Re-nationalising train services would be too costly ' targeting poorly performing companies should be done instead says a reader
Re-nationalising train services would be too costly ' targeting poorly performing companies should be done instead says a reader
Have your say

Target poor performers

Should British Rail Return?

The truth is the state-owned railways should never have been privatised in such a fragmented way by the Conservative Government two decades ago.

The total sell-off of The British Rail network, forming numerous private companies, was one of the worst deals done in constitutional history. The British Rail network, infrastructure and rolling stock was priceless.

Since privatised, it has made a number of wealthy millionaires of private company shareholders.

The rail network now has a large number of different operating companies. It’s a complex and fragmented system which often lacks unison and co-operation between operators, especially in the event of a train break down.

As a regular business commuter, I have to say Virgin Trains, overall, run a good West Coast main line service. They offer competitive advance discounted fares and a fair compensation system for excessive journey delays.

Many delays caused to Virgin Train services are often due to main line infrastructure defects or problems inherited due to other train companies experiencing problems. This has a knock-on effect with shared infrastructure.

Would re-nationalising the railways today be a good investment to the tax payer? Probably not. The sheer cost of re-branding, total payouts to the numerous private operating companies and their shareholders would be colossal.

This huge amount of money would better spent elsewhere than making these wealthy train company shareholders even richer.

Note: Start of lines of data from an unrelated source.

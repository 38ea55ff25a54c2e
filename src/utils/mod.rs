pub mod archive;
pub mod command;
pub mod paths;
pub mod platform;
pub mod sanitize;
pub mod cache;
pub mod cli;
pub mod commands;
pub mod config;
pub mod constants;
pub mod core;
pub mod error;
pub mod error_suggestions;
pub mod packages;
pub mod project_identity;
pub mod ui;
pub mod utils;

use clap::Parser;
use std::process::exit;

/// Run yoink CLI entrypoint.
pub fn run_cli() {
    let args = cli::args::Cli::parse();

    // Flags apply right away so configuration errors honor them too
    ui::init_colors(args.global.color.unwrap_or_default());
    ui::set_quiet(args.global.quiet);
    ui::set_verbose(args.global.verbose);

    // The package manager child gets the same SIGINT; the fetch notices the
    // flag, cleans up and fails with `Interrupted`.
    if let Err(e) = ctrlc::set_handler(move || {
        eprintln!();
        ui::mark_interrupted();
        ui::warning("Operation cancelled by user.");
    }) {
        ui::warning(&format!("Could not install Ctrl-C handler: {}", e));
    }

    match cli::dispatcher::dispatch(&args) {
        Ok(code) => exit(code),
        Err(e) => {
            error_suggestions::report(&e);
            exit(e.exit_code());
        }
    }
}
use crate::error::{Result, YoinkError};
use std::process::Command;
use sudo::RunningAs;

/// Whether this process already runs with root privileges
pub fn is_elevated() -> bool {
    matches!(sudo::check(), RunningAs::Root)
}

/// Prefix that raises privileges for a command, empty when already root
pub fn elevation_prefix() -> Vec<String> {
    if is_elevated() {
        Vec::new()
    } else {
        vec!["sudo".to_string()]
    }
}

/// Build a shell-interpreted command: `sh -c <line>`
pub fn build_shell_command(line: &str) -> Command {
    let mut cmd = Command::new("sh");
    cmd.arg("-c").arg(line);
    cmd
}

/// Build a direct program invocation from an argument vector
pub fn build_program_command(argv: &[String]) -> Result<Command> {
    let (program, args) = argv
        .split_first()
        .ok_or_else(|| YoinkError::Other("Refusing to run an empty command".to_string()))?;

    let mut cmd = Command::new(program);
    cmd.args(args);
    Ok(cmd)
}

#[cfg(test)]
mod tests {
    use super::*;

    #[test]
    fn build_program_works() {
        let cmd = build_program_command(&["echo".to_string(), "ok".to_string()]).unwrap();
        assert_eq!(cmd.get_program(), "echo");
        assert_eq!(cmd.get_args().collect::<Vec<_>>(), vec!["ok"]);
    }

    #[test]
    fn build_program_rejects_empty_argv() {
        assert!(build_program_command(&[]).is_err());
    }

    #[test]
    fn build_shell_uses_sh() {
        let cmd = build_shell_command("echo ok | cat");
        assert_eq!(cmd.get_program(), "sh");
        assert_eq!(cmd.get_args().collect::<Vec<_>>(), vec!["-c", "echo ok | cat"]);
    }

    #[test]
    fn elevation_prefix_matches_privileges() {
        let prefix = elevation_prefix();
        if is_elevated() {
            assert!(prefix.is_empty());
        } else {
            assert_eq!(prefix, vec!["sudo".to_string()]);
        }
    }
}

The best option would be for the Government to kick the poor performing operating companies ‘up the backside’ with a clear aim to improve standards where necessary. Statistics have found the largest profits gained from numerous rail companies are actually from some of the worse performing train companies in the UK.

Finally, I’m in favour of keeping guards on trains, encouraging employment and safety before promoting boardroom profit.

Stephen Pierre via email

End reliance on dirty energy

Fantastic News. The USA and China – the two biggest polluters of our world’s atmosphere – have finally accepted the Paris Agreement agreed on Earth Day, which was in April this year.

One hundred and seventy five countries had already signed the Paris agreement but China and USA refused to, yet between them they produce 40 per cent of all greenhouse gas emissions.

At last they have signed the agreement, and it is now essential they join the worldwide movement to reduce air pollutants and protect the world for future generations without delay. The two countries now need to set in motion quickly the reduction of and the reliance on dirty non-renewable energy, such as coal, gas, oil and nuclear.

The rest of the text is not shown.